» What to produce: Begin at the first line of the records below and, please, give each line again exactly until the line with "the object's own" is included.

Saved data entries:
//! Compilation driver.
//!
//! Walks the scene in depth-first pre-order and wires every generator into
//! per-object enter/continue/exit fragments:
//!
//! - **enter**: first-frame setup (guarded by `__init`), then trigger
//!   evaluation, link actions, and timeline sequencing of the object's own
//!   logic. Dispatches run the dispatched actions' enter blocks inline.
//! - **continue**: advance every active action that targets the object.
//! - **exit**: snap every action targeting the object whose tick budget ran
//!   out.
//!
//! Compilation is a pure function of the scene and the configuration: action
//! keys are numbered in traversal order, and the same input always yields the
//! same output.

use std::collections::BTreeMap;

use log::{debug, info};
use serde::Serialize;

use crate::actions::{ActionInstance, instantiate};
use crate::config::CompilerConfig;
use crate::emit::keys::INIT;
use crate::emit::{ActionKey, Block, Expr, FragmentSet, LuaRenderer, RenderedFragments, Stmt};
use crate::error::{CompileError, ConfigError};
use crate::scene::{Action, HEAD, ObjectId, Scene, SceneIndex, SceneObject};
use crate::sequencer::{CompiledTimeline, SequencedAction, dispatch_order};
use crate::triggers::{TriggerEval, link_block, trigger_block};

/// One action instance as seen by one of its targets.
#[derive(Debug, Clone, PartialEq, Serialize)]
pub struct CompiledAction {
    /// State namespace, e.g. `act.3`.
    pub key: String,
    pub kind: &'static str,
    /// Ticks the continue phase runs; `0` for instantaneous actions.
    pub ticks: u64,
    pub fragments: FragmentSet,
}

#[derive(Debug, Clone, PartialEq, Serialize)]
pub struct CompiledObject {
    pub id: ObjectId,
    pub fragments: FragmentSet,
    /// Actions targeting this object, in key order.
    pub actions: Vec<CompiledAction>,
}

#[derive(Debug, Clone, PartialEq, Serialize)]
pub struct CompiledScene {
    pub tick_rate: f64,
    /// Objects in the order the host must run them.
    pub objects: Vec<CompiledObject>,
}

/// Rendered text of one object.
#[derive(Debug, Clone, PartialEq, Serialize)]
pub struct RenderedObject {
    pub id: ObjectId,
    #[serde(flatten)]
    pub fragments: RenderedFragments,
}

#[derive(Serialize)]
struct Manifest<'a> {
    tick_rate: f64,
    objects: &'a [RenderedObject],
}

impl CompiledScene {
    pub fn object(&self, id: &str) -> Option<&CompiledObject> {
        self.objects.iter().find(|o| o.id == id)
    }

    /// Ids in run order.
    pub fn ids(&self) -> Vec<&str> {
        self.objects.iter().map(|o| o.id.as_str()).collect()
    }

    /// Object id to rendered text, in run order.
    pub fn render(&self, renderer: &LuaRenderer) -> Vec<RenderedObject> {
        self.objects
            .iter()
            .map(|o| RenderedObject {
                id: o.id.clone(),
                fragments: renderer.render_fragments(&o.fragments),
            })
            .collect()
    }

    /// The rendered scene as a JSON manifest for installation into a host.
    pub fn to_json(&self, renderer: &LuaRenderer) -> Result<String, String> {
        let objects = self.render(renderer);
        serde_json::to_string_pretty(&Manifest {
            tick_rate: self.tick_rate,
            objects: &objects,
        })
        .map_err(|e| format!("Failed to serialize compiled scene: {}", e))
    }
}

/// Logic an object owns, before the per-target blocks are attached.
struct OwnedLogic {
    setup: Block,
    enter: Block,
}

struct Compiler<'s> {
    index: SceneIndex<'s>,
    tick_rate: f64,
    next_key: usize,
    instances: Vec<ActionInstance>,
}

impl<'s> Compiler<'s> {
    fn instantiate_all(
        &mut self,
        actions: &[Action],
        owner: &str,
        context: &str,
    ) -> Result<Vec<ActionInstance>, ConfigError> {
        actions
            .iter()
            .map(|action| self.instantiate(action, owner, context))
            .collect()
    }

    fn instantiate(
        &mut self,
        action: &Action,
        owner: &str,
        context: &str,
    ) -> Result<ActionInstance, ConfigError> {
        let key = ActionKey::new(self.next_key);
        self.next_key += 1;
        let instance = instantiate(action, owner, &self.index, key, self.tick_rate, context)?;
        self.instances.push(instance.clone());
        Ok(instance)
    }

    fn owned_logic(&mut self, object: &SceneObject) -> Result<OwnedLogic, ConfigError> {
        let mut setup = Block::new();
        let mut enter = Block::new();

        for trigger in &object.triggers {
            let context = format!("trigger '{}'", trigger.name);
            let eval = TriggerEval::build(trigger, &self.index, &context)?;
            let dispatch = dispatch_all(&self.instantiate_all(&trigger.actions, &object.id, &context)?);
            enter.push(Stmt::comment(format!(
                "trigger {} ({})",
                trigger.name,
                trigger.condition.label()
            )));
            enter.extend(trigger_block(trigger, &eval, dispatch));
        }

        if !object.actions.is_empty() {
            let context = format!("object '{}' link", object.id);
            let dispatch = dispatch_all(&self.instantiate_all(&object.actions, &object.id, &context)?);
            enter.extend(link_block(dispatch));
        }

        for timeline in &object.timelines {
            let context = format!("timeline '{}'", timeline.name);
            let mut entries = Vec::new();
            for entry in dispatch_order(timeline, &context)? {
                let instance = self.instantiate(&entry.action, &object.id, &context)?;
                entries.push(SequencedAction {
                    start: entry.start,
                    instance,
                });
            }
            let compiled = CompiledTimeline::new(timeline, self.tick_rate, entries);
            setup.extend(compiled.setup());
            enter.extend(compiled.sequence_block());
        }

        Ok(OwnedLogic { setup, enter })
    }
}

fn dispatch_all(instances: &[ActionInstance]) -> Block {
    let mut block = Block::new();
    for instance in instances {
        block.extend(instance.dispatch());
    }
    block
}

/// Reject instances that break the three-phase contract.
fn check_instance(instance: &ActionInstance) -> Result<(), CompileError> {
    let name = format!("{} ({})", instance.key.as_str(), instance.label);
    let f = &instance.fragments;
    if instance.is_timed() {
        if f.exit.is_empty() {
            return Err(CompileError::Invariant(format!(
                "timed action {} has no exit snap",
                name
            )));
        }
    } else {
        if f.enter.is_empty() {
            return Err(CompileError::Invariant(format!(
                "instantaneous action {} has an empty enter",
                name
            )));
        }
        if !f.continue_.is_empty() || !f.exit.is_empty() {
            return Err(CompileError::Invariant(format!(
                "instantaneous action {} has continue or exit logic",
                name
            )));
        }
    }
    Ok(())
}

/// Per-target blocks gathered from every instance that targets an object.
#[derive(Default)]
struct TargetLogic {
    setup: Vec<Block>,
    continue_: Block,
    exit: Block,
    actions: Vec<CompiledAction>,
}

fn guarded_setup(setup: Block) -> Block {
    if setup.is_empty() {
        return Block::new();
    }
    let mut body = setup;
    body.push(Stmt::set(INIT, Expr::num(1.0)));
    vec![Stmt::when(Expr::prop(INIT).equals(Expr::num(0.0)), body)].into()
}

/// Compile a scene into per-object logic.
pub fn compile(scene: &Scene, config: &CompilerConfig) -> Result<CompiledScene, CompileError> {
    config.validate()?;
    let mut compiler = Compiler {
        index: SceneIndex::build(scene)?,
        tick_rate: config.tick_rate,
        next_key: 0,
        instances: Vec::new(),
    };

    // Pass 1: owned logic and dispatch, numbering actions in traversal order.
    let objects = compiler.index.objects().to_vec();
    let mut owned = Vec::with_capacity(objects.len());
    for object in &objects {
        owned.push(compiler.owned_logic(object)?);
    }

    // Pass 2: continue/exit/setup of each action on each of its targets.
    let mut targets: BTreeMap<&str, TargetLogic> = BTreeMap::new();
    for instance in &compiler.instances {
        check_instance(instance)?;
        for target in &instance.targets {
            let logic = targets.entry(target.as_str()).or_default();
            if !instance.setup.is_empty() && !logic.setup.contains(&instance.setup) {
                logic.setup.push(instance.setup.clone());
            }
            logic.continue_.extend(instance.continue_block());
            logic.exit.extend(instance.exit_block());
            logic.actions.push(CompiledAction {
                key: instance.key.as_str().to_string(),
                kind: instance.label,
                ticks: if instance.is_timed() { instance.ticks } else { 0 },
                fragments: instance.fragments.clone(),
            });
        }
    }

    let mut compiled = Vec::new();
    for (object, own) in objects.iter().zip(owned) {
        let target = targets.remove(object.id.as_str());
        if !object.has_logic() && target.is_none() {
            continue;
        }
        compiled.push(assemble(&object.id, own, target.unwrap_or_default()));
    }
    if let Some(head) = targets.remove(HEAD) {
        let own = OwnedLogic {
            setup: Block::new(),
            enter: Block::new(),
        };
        compiled.push(assemble(HEAD, own, head));
    }

    info!(
        "Compiled {} objects with {} actions at {} Hz",
        compiled.len(),
        compiler.instances.len(),
        config.tick_rate
    );
    Ok(CompiledScene {
        tick_rate: config.tick_rate,
        objects: compiled,
    })
}

fn assemble(id: &str, own: OwnedLogic, target: TargetLogic) -> CompiledObject {
    let mut setup = Block::new();
    for block in target.setup {
        setup.extend(block);
    }
    setup.extend(own.setup);

    let mut enter = guarded_setup(setup);
    enter.extend(own.enter);

    debug!(
        "object '{}': {} statements in enter, {} actions targeting it",
        id,
        enter.stmts().len(),
        target.actions.len()
    );
    CompiledObject {
        id: id.to_string(),
        fragments: FragmentSet {
            enter,
            continue_: target.continue_,
            exit: target.exit,
        },
        actions: target.actions,
    }
}
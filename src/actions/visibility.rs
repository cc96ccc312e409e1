//! Visibility fades.
//!
//! Drives the `alpha` channel linearly towards `1` (shown) or `0` (hidden).
//! The object is made visible on enter so a fade-in is seen, and `visible` is
//! snapped to the target on exit.

use super::{ActionContext, ActionGenerator};
use crate::emit::keys::{ALPHA, VISIBLE};
use crate::emit::{Block, Expr, Stmt};

const DELTA: &str = "delta";

#[derive(Debug, Clone)]
pub struct VisibilityAction {
    visible: bool,
}

impl VisibilityAction {
    pub fn new(visible: bool) -> Self {
        Self { visible }
    }

    fn target(&self) -> f64 {
        if self.visible { 1.0 } else { 0.0 }
    }

    fn snap(&self) -> Block {
        vec![
            Stmt::set(ALPHA, Expr::num(self.target())),
            Stmt::set(VISIBLE, Expr::num(self.target())),
        ]
        .into()
    }
}

impl ActionGenerator for VisibilityAction {
    fn emit_enter(&self, ctx: &ActionContext) -> Block {
        if ctx.is_instant() {
            return self.snap();
        }
        vec![
            Stmt::set(VISIBLE, Expr::num(1.0)),
            ctx.store(
                DELTA,
                ctx.per_tick(Expr::num(self.target()), Expr::prop(ALPHA)),
            ),
        ]
        .into()
    }

    fn emit_continue(&self, ctx: &ActionContext) -> Block {
        if ctx.is_instant() {
            return Block::new();
        }
        vec![Stmt::set(
            ALPHA,
            Expr::prop(ALPHA).add(ctx.stored(DELTA)),
        )]
        .into()
    }

    fn emit_exit(&self, ctx: &ActionContext) -> Block {
        if ctx.is_instant() {
            return Block::new();
        }
        self.snap()
    }
}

» Written solution:
//! Compilation driver.
//!
//! Walks the scene in depth-first pre-order and wires every generator into
//! per-object enter/continue/exit fragments:
//!
//! - **enter**: first-frame setup (guarded by `__init`), then trigger
//!   evaluation, link actions, and timeline sequencing of the object's own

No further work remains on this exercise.